Furthermore, in the clearing phase, the +15 V voltage is applied to
the pixel electrodes 101d of all of the pixels 110 from the 27th
frame to the 38th frame. Accordingly, the gray levels of the pixels
A through D approach black from the 27th frame and become black in
the 38th frame, as indicated in FIGS. 10A to 11B. Note that the
voltages of the pixel electrodes 101d for all of the pixels 110 are
set to the voltage Vcom in the 39th frame.
[0119] In this manner, shifting the gray levels of all of the
pixels 110 from black, to white, and to black again in the clearing
phase agitates the white and black electrophoretic particles and
clears a ghost of the pre-rewrite image.
[0120] When the clearing phase ends, the gray level control unit
502 starts the gray level control phase. First, the -15 V voltage
is applied to the pixel electrodes 101d of all of the pixels 110
from the 40th frame to the 51st frame, as indicated in FIG. 9B. As
a result, in the gray level control phase, all of the pixels 110
temporarily become white. As indicated in FIG. 9B, the voltage Vcom
is applied to the pixel electrodes 101d of all of the pixels 110 in
the 52nd frame.
[0121] From the 53rd frame on, for the pixel A, the voltage Vcom is
applied to the pixel electrodes 101d from the 53rd frame to the
64th frame, as indicated in FIG. 9B. As a result, the gray level of
the pixel A remains white, without changing, from the 53rd frame to
the 64th frame, as indicated in FIG. 10A.
[0122] Meanwhile, for the pixel B that is set to light gray after
the rewrite, the +15 V voltage is applied to the pixel electrode
101d in the 53rd frame and the 54th frame, and the voltage Vcom is
applied to the pixel electrode 101d from the 55th frame to the 64th
frame, as indicated in FIG. 9B. As a result, the gray level reaches
light gray in the 54th frame, and the gray level remains light
gray, without changing, from the 55th frame, as indicated in FIG.
10B.
[0123] Likewise, for the pixel C that is set to dark gray after the
rewrite, the +15 V voltage is applied to the pixel electrode 101d
from the 53rd frame to the 56th frame, and the voltage Vcom is
applied to the pixel electrode 101d from the 57th frame to the 64th
frame, as indicated in FIG. 9B. As a result, the gray level reaches
dark gray in the 56th frame and remains dark gray, without
changing, from the 57th frame, as indicated in FIG. 11A.
[0124] Finally, for the pixel D that is set to black after the
rewrite, the +15 V voltage is applied to the pixel electrode 101d
from the 53rd frame to the 64th frame, as indicated in FIG. 9B.
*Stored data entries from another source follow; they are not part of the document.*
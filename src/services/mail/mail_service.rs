//! Account emails: confirmation and password reset.

use std::sync::Arc;

use super::log_provider::LogMailProvider;
use super::provider::{MailMessage, MailProvider};
use super::webhook_provider::WebhookMailProvider;
use crate::config::{ApplicationConfig, MailBackend, MailConfig};
use crate::error::{AppError, AppResult};
use crate::models::User;

/// Renders account emails and hands them to the configured provider.
#[derive(Clone)]
pub struct MailService {
    provider: Arc<dyn MailProvider>,
    from: String,
    app_name: String,
    frontend_url: String,
}

impl MailService {
    pub fn new(provider: Arc<dyn MailProvider>, mail: &MailConfig, app: &ApplicationConfig) -> Self {
        Self {
            provider,
            from: mail.from.clone(),
            app_name: app.name.clone(),
            frontend_url: app.frontend_url.trim_end_matches('/').to_string(),
        }
    }

    /// Builds the provider selected by `mail.backend`.
    pub fn provider_from_config(mail: &MailConfig) -> AppResult<Arc<dyn MailProvider>> {
        let provider: Arc<dyn MailProvider> = match mail.backend {
            MailBackend::Log => Arc::new(LogMailProvider),
            MailBackend::Webhook => {
                let url = mail.webhook_url.clone().ok_or_else(|| AppError::Configuration {
                    key: "mail.webhook_url".to_string(),
                    source: anyhow::anyhow!("required for the webhook backend"),
                })?;
                Arc::new(WebhookMailProvider::new(url, mail.api_key.clone()))
            }
        };
        tracing::info!(provider = provider.name(), "Mail provider configured");
        Ok(provider)
    }

    pub async fn send_confirmation_email(&self, user: &User, token: &str) -> AppResult<()> {
        let link = format!("{}/auth/confirm-email?token={}", self.frontend_url, token);
        let message = MailMessage {
            from: self.from.clone(),
            to: user.email.clone(),
            subject: format!("Confirm your {} account", self.app_name),
            text: format!(
                "Hello {},\n\nWelcome to {}. Confirm your email address by opening:\n\n{}\n",
                user.name, self.app_name, link
            ),
        };
        self.provider.send(&message).await
    }

    pub async fn send_reset_password_email(&self, user: &User, token: &str) -> AppResult<()> {
        let link = format!("{}/auth/reset-password?token={}", self.frontend_url, token);
        let message = MailMessage {
            from: self.from.clone(),
            to: user.email.clone(),
            subject: format!("Reset your {} password", self.app_name),
            text: format!(
                "Hello {},\n\nA password reset was requested for your account. Choose a new password here:\n\n{}\n\nIf you did not ask for this, ignore this email.\n",
                user.name, link
            ),
        };
        self.provider.send(&message).await
    }
}
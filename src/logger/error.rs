//! Error types for the logger

use thiserror::Error;

/// Errors that can occur while setting up logging
#[derive(Debug, Error)]
pub enum LoggerError {
    #[error("IO error: {0}")]
    Io(#[from] std::io::Error),

    #[error("Configuration error: {message}")]
    Config { message: String },

    #[error("Failed to install subscriber: {message}")]
    Init { message: String },
}

impl LoggerError {
    pub fn config(message: impl Into<String>) -> Self {
        Self::Config {
            message: message.into(),
        }
    }

    pub fn init(message: impl Into<String>) -> Self {
        Self::Init {
            message: message.into(),
        }
    }
}
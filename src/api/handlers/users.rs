//! Public user lookups and listing.

use axum::{
    Json,
    extract::{Path, Query, State},
};
use utoipa_axum::router::OpenApiRouter;
use utoipa_axum::routes;
use validator::Validate;

use crate::api::doc::USER_TAG;
use crate::api::dto::{ErrorResponse, UserPageResponse, UserQueryParams, UserResponse};
use crate::error::AppResult;
use crate::state::AppState;

/// Creates user-related routes.
///
/// Routes:
/// - GET /                     - Confirmed users, cursor paginated
/// - GET /{id}                 - User by ID
/// - GET /username/{username}  - User by username
pub fn user_routes() -> OpenApiRouter<AppState> {
    OpenApiRouter::new()
        .routes(routes!(list_users))
        .routes(routes!(get_user))
        .routes(routes!(get_user_by_username))
}

/// List confirmed users ordered by username
#[utoipa::path(
    get,
    path = "/",
    tag = USER_TAG,
    params(UserQueryParams),
    responses(
        (status = 200, description = "One page of users", body = UserPageResponse),
        (status = 400, description = "Invalid page size or cursor", body = ErrorResponse)
    )
)]
async fn list_users(
    State(state): State<AppState>,
    Query(params): Query<UserQueryParams>,
) -> AppResult<Json<UserPageResponse>> {
    params.validate()?;
    let page = state
        .services
        .users
        .query(params.search.as_deref(), params.first, params.after)
        .await?;
    Ok(Json(page.into()))
}

#[utoipa::path(
    get,
    path = "/{id}",
    tag = USER_TAG,
    params(("id" = i32, Path, description = "User ID")),
    responses(
        (status = 200, description = "User found", body = UserResponse),
        (status = 404, description = "User not found", body = ErrorResponse)
    )
)]
async fn get_user(
    State(state): State<AppState>,
    Path(id): Path<i32>,
) -> AppResult<Json<UserResponse>> {
    let user = state.services.users.find_one_by_id(id).await?;
    Ok(Json(user.into()))
}

#[utoipa::path(
    get,
    path = "/username/{username}",
    tag = USER_TAG,
    params(("username" = String, Path, description = "Username")),
    responses(
        (status = 200, description = "User found", body = UserResponse),
        (status = 404, description = "User not found", body = ErrorResponse)
    )
)]
async fn get_user_by_username(
    State(state): State<AppState>,
    Path(username): Path<String>,
) -> AppResult<Json<UserResponse>> {
    let user = state.services.users.find_one_by_username(&username).await?;
    Ok(Json(user.into()))
}
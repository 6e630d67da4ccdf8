//! Configuration merger for CLI arguments and config files
//!
//! CLI arguments take precedence over every file and environment layer.

use super::parser::{Cli, Commands};
use crate::config::error::ConfigError;
use crate::config::{ConfigLoader, settings::Settings};

/// Applies CLI overrides on top of loaded settings
pub struct ConfigurationMerger {
    base_config: Settings,
}

impl ConfigurationMerger {
    pub fn new(base_config: Settings) -> Self {
        Self { base_config }
    }

    /// Loads the base settings selected by `--config` and `--env`.
    ///
    /// Validation is deferred to [`Self::merge_cli_args`] so overrides can
    /// fix values first.
    pub fn from_cli(cli: &Cli) -> Result<Self, ConfigError> {
        let loader = match &cli.config {
            Some(path) => ConfigLoader::from_file(path),
            None => ConfigLoader::new()?,
        };
        let loader = match cli.env {
            Some(env) => loader.with_environment(env.into()),
            None => loader,
        };
        Ok(Self::new(loader.load_unvalidated()?))
    }

    /// Returns the base settings with CLI overrides applied and validated.
    pub fn merge_cli_args(&self, cli: &Cli) -> Result<Settings, ConfigError> {
        let mut config = self.base_config.clone();

        if cli.verbose {
            config.logger.level = "debug".to_string();
        } else if cli.quiet {
            config.logger.level = "error".to_string();
        }

        if let Some(Commands::Serve {
            host,
            port,
            log_level,
            ..
        }) = &cli.command
        {
            if let Some(host) = host {
                config.server.host = host.clone();
            }
            if let Some(port) = port {
                config.server.port = *port;
            }
            // Command-level level beats the global flags
            if let Some(level) = log_level {
                config.logger.level = level.as_str().to_string();
            }
        }

        config.validate()?;
        Ok(config)
    }

    pub fn config(&self) -> &Settings {
        &self.base_config
    }
}
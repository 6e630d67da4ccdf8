//! Outgoing mail with pluggable providers.

mod log_provider;
mod mail_service;
mod provider;
mod webhook_provider;

pub use log_provider::LogMailProvider;
pub use mail_service::MailService;
pub use provider::{MailMessage, MailProvider};
pub use webhook_provider::WebhookMailProvider;
//! Deployment environment, selecting the `{environment}.toml` layer.

use std::fmt;
use std::str::FromStr;

use serde::{Deserialize, Serialize};

use crate::config::error::ConfigError;

#[derive(Debug, Clone, Copy, Default, PartialEq, Eq, Serialize, Deserialize)]
#[serde(rename_all = "lowercase")]
pub enum Environment {
    #[default]
    Development,
    Test,
    Staging,
    Production,
}

impl Environment {
    pub const ENV_VAR: &'static str = "ACCOUNTS_APP_ENV";

    const ALL: [Environment; 4] = [
        Environment::Development,
        Environment::Test,
        Environment::Staging,
        Environment::Production,
    ];

    /// Reads `ACCOUNTS_APP_ENV`; unset or unknown values mean development.
    pub fn from_env() -> Self {
        match std::env::var(Self::ENV_VAR) {
            Ok(value) => value.parse().unwrap_or_else(|e| {
                tracing::warn!(error = %e, "Falling back to development environment");
                Self::default()
            }),
            Err(_) => Self::default(),
        }
    }

    pub fn as_str(&self) -> &'static str {
        match self {
            Environment::Development => "development",
            Environment::Test => "test",
            Environment::Staging => "staging",
            Environment::Production => "production",
        }
    }

    fn short_name(&self) -> &'static str {
        match self {
            Environment::Development => "dev",
            Environment::Test => "test",
            Environment::Staging => "stage",
            Environment::Production => "prod",
        }
    }
}

impl FromStr for Environment {
    type Err = ConfigError;

    /// Accepts full and short names, case-insensitively.
    fn from_str(s: &str) -> Result<Self, Self::Err> {
        let wanted = s.trim().to_ascii_lowercase();
        Self::ALL
            .into_iter()
            .find(|env| env.as_str() == wanted || env.short_name() == wanted)
            .ok_or_else(|| {
                ConfigError::EnvVarError(format!(
                    "Unknown environment '{s}', expected development, test, staging or production"
                ))
            })
    }
}

impl fmt::Display for Environment {
    fn fmt(&self, f: &mut fmt::Formatter<'_>) -> fmt::Result {
        f.write_str(self.as_str())
    }
}

#[cfg(test)]
mod tests {
    use super::*;

    #[test]
    fn test_full_and_short_names() {
        for env in Environment::ALL {
            assert_eq!(env.as_str().parse::<Environment>().unwrap(), env);
            assert_eq!(env.short_name().parse::<Environment>().unwrap(), env);
        }
    }

    #[test]
    fn test_parsing_ignores_case_and_whitespace() {
        assert_eq!(" Production ".parse::<Environment>().unwrap(), Environment::Production);
        assert_eq!("DEV".parse::<Environment>().unwrap(), Environment::Development);
    }

    #[test]
    fn test_unknown_name_is_rejected() {
        assert!(matches!(
            "qa".parse::<Environment>(),
            Err(ConfigError::EnvVarError(_))
        ));
    }

    #[test]
    fn test_display_and_default() {
        assert_eq!(Environment::Staging.to_string(), "staging");
        assert_eq!(Environment::default(), Environment::Development);
    }
}
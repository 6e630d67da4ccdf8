//! Mail relay provider.
//!
//! Posts each message as JSON to an HTTP mail relay using the global HTTP_CLIENT.

use std::time::Instant;

use async_trait::async_trait;

use super::provider::{MailMessage, MailProvider};
use crate::error::{AppError, AppResult};
use crate::external::client::HTTP_CLIENT;

/// Webhook mail provider
///
/// # Example
/// ```ignore
/// let provider = WebhookMailProvider::new("https://relay.example.com/send", Some(key));
/// provider.send(&message).await?;
/// ```
pub struct WebhookMailProvider {
    url: String,
    api_key: Option<String>,
}

impl WebhookMailProvider {
    pub fn new(url: impl Into<String>, api_key: Option<String>) -> Self {
        Self {
            url: url.into(),
            api_key,
        }
    }
}

#[async_trait]
impl MailProvider for WebhookMailProvider {
    async fn send(&self, message: &MailMessage) -> AppResult<()> {
        let start = Instant::now();

        let mut request = HTTP_CLIENT.post(&self.url).json(message);
        if let Some(api_key) = &self.api_key {
            request = request.bearer_auth(api_key);
        }

        let response = request.send().await.map_err(AppError::internal)?;
        let status = response.status();
        let duration_ms = start.elapsed().as_millis();

        if !status.is_success() {
            let body = response.text().await.unwrap_or_default();
            return Err(AppError::internal(anyhow::anyhow!(
                "Mail relay responded {}: {}",
                status,
                body
            )));
        }

        tracing::debug!(to = %message.to, status = status.as_u16(), duration_ms, "Mail relayed");
        Ok(())
    }

    fn name(&self) -> &'static str {
        "webhook"
    }
}
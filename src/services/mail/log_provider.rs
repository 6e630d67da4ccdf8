use async_trait::async_trait;

use super::provider::{MailMessage, MailProvider};
use crate::error::AppResult;

/// Writes messages to the log instead of delivering them; for development.
#[derive(Debug, Default)]
pub struct LogMailProvider;

#[async_trait]
impl MailProvider for LogMailProvider {
    async fn send(&self, message: &MailMessage) -> AppResult<()> {
        tracing::info!(to = %message.to, subject = %message.subject, "Mail not delivered (log backend)");
        tracing::debug!(body = %message.text, "Mail body");
        Ok(())
    }

    fn name(&self) -> &'static str {
        "log"
    }
}
mod picture_cleanup;

pub use picture_cleanup::PictureCleanupTask;
//! Application state for Axum web framework.
//!
//! Contains shared services and resources that are accessible
//! across all request handlers.

use std::sync::Arc;

use crate::cache::CacheManager;
use crate::config::Settings;
use crate::db::AsyncDbPool;
use crate::services::Services;

/// Application state containing all shared services and resources.
///
/// Cloning is cheap: every field is reference counted.
#[derive(Clone)]
pub struct AppState {
    /// All business logic services
    pub services: Services,
    pub settings: Arc<Settings>,
    /// Probed by the health checks
    pub cache: CacheManager,
    /// Probed by the health checks; `None` when running without a database
    pub db_pool: Option<AsyncDbPool>,
}

impl AppState {
    pub fn new(
        services: Services,
        settings: Arc<Settings>,
        cache: CacheManager,
        db_pool: Option<AsyncDbPool>,
    ) -> Self {
        Self {
            services,
            settings,
            cache,
            db_pool,
        }
    }
}
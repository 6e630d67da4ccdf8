use std::sync::LazyLock;
use std::time::Duration;

/// User-Agent sent on every outbound request; some providers (GitHub)
/// reject requests without one.
pub const USER_AGENT: &str = concat!(env!("CARGO_PKG_NAME"), "/", env!("CARGO_PKG_VERSION"));

/// Global HTTP client instance shared by the OAuth client and the mail relay.
///
/// Initialized lazily on first access and reused across the application so
/// connections and DNS lookups are pooled.
///
/// - **Timeouts**: 30s request timeout, 10s connect timeout
/// - **Compression**: gzip and brotli
/// - **TLS**: rustls
///
/// # Example
/// ```ignore
/// use crate::external::client::HTTP_CLIENT;
///
/// let response = HTTP_CLIENT.get("https://api.example.com/data").send().await?;
/// ```
pub static HTTP_CLIENT: LazyLock<reqwest::Client> = LazyLock::new(|| {
    reqwest::Client::builder()
        // Timeouts
        .timeout(Duration::from_secs(30))
        .connect_timeout(Duration::from_secs(10))
        // Connection pooling
        .pool_max_idle_per_host(10)
        .pool_idle_timeout(Duration::from_secs(90))
        // HTTP/2 settings
        .http2_adaptive_window(true)
        .http2_keep_alive_interval(Duration::from_secs(10))
        .http2_keep_alive_timeout(Duration::from_secs(20))
        .gzip(true)
        .brotli(true)
        .user_agent(USER_AGENT)
        .build()
        .unwrap_or_else(|e| {
            tracing::warn!(error = %e, "Falling back to default HTTP client");
            reqwest::Client::new()
        })
});
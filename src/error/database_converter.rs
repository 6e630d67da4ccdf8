use crate::error::{AppError, ConstraintParser};
use diesel::result::{DatabaseErrorInformation, DatabaseErrorKind, Error as DieselError};

/// Utility for converting database errors to structured AppError variants.
///
/// Unique violations become `Duplicate`, which the API renders as 409; this
/// is how concurrent registrations racing past the application checks are
/// reported to callers.
pub struct DatabaseErrorConverter;

impl DatabaseErrorConverter {
    /// Converts a Diesel error to an appropriate AppError variant.
    pub fn convert_diesel_error(error: DieselError, operation: &str) -> AppError {
        match error {
            DieselError::DatabaseError(kind, info) => {
                Self::convert_database_error(kind, info.as_ref(), operation)
            }
            DieselError::NotFound => AppError::NotFound {
                entity: "resource".to_string(),
                field: "id".to_string(),
                value: "unknown".to_string(),
            },
            other => AppError::Database {
                operation: operation.to_string(),
                source: anyhow::Error::from(other),
            },
        }
    }

    fn convert_database_error(
        kind: DatabaseErrorKind,
        info: &(dyn DatabaseErrorInformation + Send + Sync),
        operation: &str,
    ) -> AppError {
        let message = info.message();
        let detailed = match info.details() {
            Some(details) => format!("{message}\nDETAIL: {details}"),
            None => message.to_string(),
        };
        let constraint_name = info.constraint_name();

        let parsed = match kind {
            DatabaseErrorKind::UniqueViolation => {
                ConstraintParser::parse_unique_violation(&detailed, constraint_name).map(
                    |(entity, field, value)| AppError::Duplicate {
                        entity,
                        field,
                        value,
                    },
                )
            }
            DatabaseErrorKind::NotNullViolation => {
                ConstraintParser::parse_not_null_violation(&detailed, constraint_name).map(
                    |(entity, field)| AppError::Validation {
                        field,
                        reason: format!("Field is required for {}", entity),
                    },
                )
            }
            DatabaseErrorKind::ForeignKeyViolation => {
                ConstraintParser::parse_foreign_key_violation(&detailed, constraint_name).map(
                    |(entity, field, referenced_value)| AppError::Validation {
                        field,
                        reason: format!(
                            "Invalid reference to {} with value '{}'",
                            entity, referenced_value
                        ),
                    },
                )
            }
            DatabaseErrorKind::CheckViolation => {
                ConstraintParser::parse_check_violation(&detailed, constraint_name).map(
                    |(entity, field)| AppError::Validation {
                        field,
                        reason: format!("Check constraint failed for {} field", entity),
                    },
                )
            }
            _ => None,
        };

        parsed.unwrap_or_else(|| AppError::Database {
            operation: operation.to_string(),
            source: anyhow::Error::msg(format!("{:?}: {}", kind, message)),
        })
    }
}

#[cfg(test)]
mod tests {
    use super::*;

    struct MockDatabaseErrorInfo {
        message: String,
        details: Option<String>,
        constraint_name: Option<String>,
    }

    impl DatabaseErrorInformation for MockDatabaseErrorInfo {
        fn message(&self) -> &str {
            &self.message
        }

        fn details(&self) -> Option<&str> {
            self.details.as_deref()
        }

        fn hint(&self) -> Option<&str> {
            None
        }

        fn table_name(&self) -> Option<&str> {
            None
        }

        fn column_name(&self) -> Option<&str> {
            None
        }

        fn constraint_name(&self) -> Option<&str> {
            self.constraint_name.as_deref()
        }

        fn statement_position(&self) -> Option<i32> {
            None
        }
    }

    fn db_error(
        kind: DatabaseErrorKind,
        message: &str,
        details: Option<&str>,
        constraint: Option<&str>,
    ) -> DieselError {
        DieselError::DatabaseError(
            kind,
            Box::new(MockDatabaseErrorInfo {
                message: message.to_string(),
                details: details.map(str::to_string),
                constraint_name: constraint.map(str::to_string),
            }),
        )
    }

    #[test]
    fn test_convert_not_found_error() {
        let result = DatabaseErrorConverter::convert_diesel_error(DieselError::NotFound, "find");
        assert!(matches!(result, AppError::NotFound { .. }));
    }

    #[test]
    fn test_unique_violation_on_email_is_duplicate() {
        let error = db_error(
            DatabaseErrorKind::UniqueViolation,
            "duplicate key value violates unique constraint \"users_email_key\"",
            Some("Key (email)=(test@example.com) already exists."),
            Some("users_email_key"),
        );

        match DatabaseErrorConverter::convert_diesel_error(error, "insert user") {
            AppError::Duplicate {
                entity,
                field,
                value,
            } => {
                assert_eq!(entity, "user");
                assert_eq!(field, "email");
                assert_eq!(value, "test@example.com");
            }
            other => panic!("Expected Duplicate error, got: {:?}", other),
        }
    }

    #[test]
    fn test_unique_violation_on_username_is_duplicate() {
        let error = db_error(
            DatabaseErrorKind::UniqueViolation,
            "duplicate key value violates unique constraint \"users_username_key\"",
            Some("Key (username)=(john-doe) already exists."),
            Some("users_username_key"),
        );
        let result = DatabaseErrorConverter::convert_diesel_error(error, "insert user");
        assert!(result.is_duplicate_of("username"));
    }

    #[test]
    fn test_convert_not_null_violation() {
        let error = db_error(
            DatabaseErrorKind::NotNullViolation,
            "null value in column \"email\" of relation \"users\" violates not-null constraint",
            None,
            None,
        );

        match DatabaseErrorConverter::convert_diesel_error(error, "insert user") {
            AppError::Validation { field, reason } => {
                assert_eq!(field, "email");
                assert!(reason.contains("required"));
            }
            other => panic!("Expected Validation error, got: {:?}", other),
        }
    }

    #[test]
    fn test_convert_foreign_key_violation() {
        let error = db_error(
            DatabaseErrorKind::ForeignKeyViolation,
            "insert or update on table \"user_oauth_providers\" violates foreign key constraint \"user_oauth_providers_user_id_fkey\"",
            Some("Key (user_id)=(999) is not present in table \"users\"."),
            Some("user_oauth_providers_user_id_fkey"),
        );

        match DatabaseErrorConverter::convert_diesel_error(error, "link provider") {
            AppError::Validation { field, reason } => {
                assert_eq!(field, "user_id");
                assert!(reason.contains("999"));
            }
            other => panic!("Expected Validation error, got: {:?}", other),
        }
    }

    #[test]
    fn test_convert_check_violation() {
        let error = db_error(
            DatabaseErrorKind::CheckViolation,
            "new row for relation \"users\" violates check constraint \"users_username_lowercase_check\"",
            None,
            Some("users_username_lowercase_check"),
        );

        match DatabaseErrorConverter::convert_diesel_error(error, "update user") {
            AppError::Validation { field, .. } => assert_eq!(field, "username"),
            other => panic!("Expected Validation error, got: {:?}", other),
        }
    }

    #[test]
    fn test_unparseable_error_is_database_error() {
        let error = db_error(
            DatabaseErrorKind::SerializationFailure,
            "could not serialize access",
            None,
            None,
        );
        let result = DatabaseErrorConverter::convert_diesel_error(error, "update user");
        assert!(matches!(result, AppError::Database { operation, .. } if operation == "update user"));
    }
}
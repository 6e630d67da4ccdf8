use std::str::FromStr;

use diesel::prelude::*;
use diesel_derive_enum::DbEnum;
use serde::{Deserialize, Serialize};
use utoipa::ToSchema;

use crate::error::AppError;

/// Identity provider an account can sign in with.
#[derive(Debug, Clone, Copy, PartialEq, Eq, Hash, Serialize, Deserialize, ToSchema, DbEnum)]
#[db_enum(existing_type_path = "crate::schema::sql_types::OauthProvider")]
#[serde(rename_all = "lowercase")]
pub enum OAuthProvider {
    Local,
    Google,
    Facebook,
    Github,
    Microsoft,
}

impl OAuthProvider {
    pub fn as_str(&self) -> &'static str {
        match self {
            OAuthProvider::Local => "local",
            OAuthProvider::Google => "google",
            OAuthProvider::Facebook => "facebook",
            OAuthProvider::Github => "github",
            OAuthProvider::Microsoft => "microsoft",
        }
    }
}

impl std::fmt::Display for OAuthProvider {
    fn fmt(&self, f: &mut std::fmt::Formatter<'_>) -> std::fmt::Result {
        f.write_str(self.as_str())
    }
}

impl FromStr for OAuthProvider {
    type Err = AppError;

    fn from_str(s: &str) -> Result<Self, Self::Err> {
        match s.to_lowercase().as_str() {
            "local" => Ok(OAuthProvider::Local),
            "google" => Ok(OAuthProvider::Google),
            "facebook" => Ok(OAuthProvider::Facebook),
            "github" => Ok(OAuthProvider::Github),
            "microsoft" => Ok(OAuthProvider::Microsoft),
            _ => Err(AppError::NotFound {
                entity: "oauth_provider".to_string(),
                field: "name".to_string(),
                value: s.to_string(),
            }),
        }
    }
}

/// Link row between a user and a provider.
#[derive(Debug, Clone, Insertable)]
#[diesel(table_name = crate::schema::user_oauth_providers)]
pub struct NewUserOAuthProvider {
    pub user_id: i32,
    pub provider: OAuthProvider,
}
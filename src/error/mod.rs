mod app_error;
mod constraint_parser;
mod database_converter;

pub use app_error::{AppError, AppResult, ValidationFieldError};
pub use constraint_parser::ConstraintParser;
pub use database_converter::DatabaseErrorConverter;
use std::sync::Arc;
use std::time::Duration;

use tokio::time::Instant;
use tokio_util::sync::CancellationToken;

use crate::config::JobsConfig;
use crate::external::storage::Uploader;
use crate::jobs::error::JobError;
use crate::jobs::types::{JobContext, JobOutcome, JobTask, QueuedJob};

/// Timeout and retry settings applied to every job.
#[derive(Debug, Clone, PartialEq)]
pub struct RetryPolicy {
    pub timeout: Duration,
    pub max_retries: u32,
    pub retry_delay: Duration,
    pub backoff_multiplier: f64,
}

impl RetryPolicy {
    /// Delay before retry number `attempt + 1`: `retry_delay * multiplier^attempt`.
    pub fn delay_for(&self, attempt: u32) -> Duration {
        let exponent = i32::try_from(attempt).unwrap_or(i32::MAX);
        let factor = self.backoff_multiplier.max(1.0).powi(exponent);
        Duration::try_from_secs_f64(self.retry_delay.as_secs_f64() * factor)
            .unwrap_or(Duration::MAX)
    }
}

impl From<&JobsConfig> for RetryPolicy {
    fn from(config: &JobsConfig) -> Self {
        Self {
            timeout: Duration::from_secs(config.job_timeout),
            max_retries: config.max_retries,
            retry_delay: Duration::from_secs(config.retry_delay),
            backoff_multiplier: config.retry_backoff_multiplier,
        }
    }
}

/// Executes jobs with retry and timeout
pub struct JobExecutor {
    policy: RetryPolicy,
    uploader: Arc<dyn Uploader>,
}

impl JobExecutor {
    pub fn new(policy: RetryPolicy, uploader: Arc<dyn Uploader>) -> Self {
        Self { policy, uploader }
    }

    pub fn policy(&self) -> &RetryPolicy {
        &self.policy
    }

    /// Runs `task` until it succeeds, exhausts its retries or `token` fires.
    pub async fn execute(
        &self,
        job: &QueuedJob,
        task: &dyn JobTask,
        token: &CancellationToken,
    ) -> JobOutcome {
        let mut last_error = String::new();

        for attempt in 0..=self.policy.max_retries {
            let ctx = JobContext {
                job_id: job.id,
                task_type: job.task_type.clone(),
                attempt,
                uploader: self.uploader.clone(),
                cancellation_token: token.child_token(),
            };

            let start_time = Instant::now();
            let result = tokio::time::timeout(self.policy.timeout, task.execute(ctx)).await;
            let duration_ms = start_time.elapsed().as_millis();

            let error = match result {
                Ok(Ok(())) => {
                    tracing::debug!(
                        job_id = %job.id,
                        task_type = %job.task_type,
                        attempt,
                        duration_ms,
                        "Job succeeded"
                    );
                    return JobOutcome::Succeeded {
                        attempts: attempt + 1,
                    };
                }
                Ok(Err(e)) => JobError::ExecutionFailed(e.to_string()),
                Err(_) => JobError::Timeout(self.policy.timeout.as_secs()),
            };

            tracing::warn!(
                job_id = %job.id,
                task_type = %job.task_type,
                attempt,
                duration_ms,
                error = %error,
                "Job attempt failed"
            );
            last_error = error.to_string();

            if attempt < self.policy.max_retries {
                let delay = self.policy.delay_for(attempt);
                tokio::select! {
                    _ = tokio::time::sleep(delay) => {}
                    _ = token.cancelled() => {
                        return JobOutcome::Cancelled { attempts: attempt + 1 };
                    }
                }
            }
        }

        JobOutcome::Failed {
            attempts: self.policy.max_retries + 1,
            error: last_error,
        }
    }
}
Accordingly, the gray level becomes black in the 64th frame, as
indicated in FIG. 11B.
[0125] Note that the voltages of the pixel electrodes 101d for all
of the pixels 110 are set to the voltage Vcom in the 65th
frame.
[0126] As described thus far, according to this embodiment as well,
the adjustment phase aligns the gray levels of all of the pixels
110, and thus in the gray level control phase, the gray level
control can be started from the same frame for all of the pixels
110.
[0127] Furthermore, in this embodiment as well, the voltage Vcom is
applied to the pixel electrodes 101d in all of the pixels 110 after
the gray levels of all of the pixels 110 have been aligned. Due to
this control, the electrophoretic particles are at rest when the
gray level control phase starts, and thus the gray level control is
carried out in a state where the electrophoretic particles in all
of the pixels 110 have equal mobility; this in turn makes it
difficult for gray level differences to arise between pixels 110
that are intended to display the same gray level.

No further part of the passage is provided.